(Beginning of Records for this exercise)
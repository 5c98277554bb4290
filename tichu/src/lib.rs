//! Rule engine for Tichu: combinations, trick resolution, special-card effects, the exchange,
//! declarations, scoring and the session state machine.

pub mod common;
pub mod engine;
pub mod model;
pub mod rules;

pub mod prelude {
    //! Convenient re-exports of commonly imported items.
    pub use super::{
        common::*,
        engine::Engine,
        model::*,
        rules::Ruleset,
    };
}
(End of Records for this exercise)
- Exercise -
All of the entries need to be reproduced exactly; please write them out.

- Answer to this exercise -
repository 5c98277554bb4290
filename tichu/src/lib.rs
//! Rule engine for Tichu: combinations, trick resolution, special-card effects, the exchange,
//! declarations, scoring and the session state machine.

pub mod common;
pub mod engine;
pub mod model;
pub mod rules;

pub mod prelude {
    //! Convenient re-exports of commonly imported items.
    pub use super::{
        common::*,
        engine::Engine,
        model::*,
        rules::Ruleset,
    };
}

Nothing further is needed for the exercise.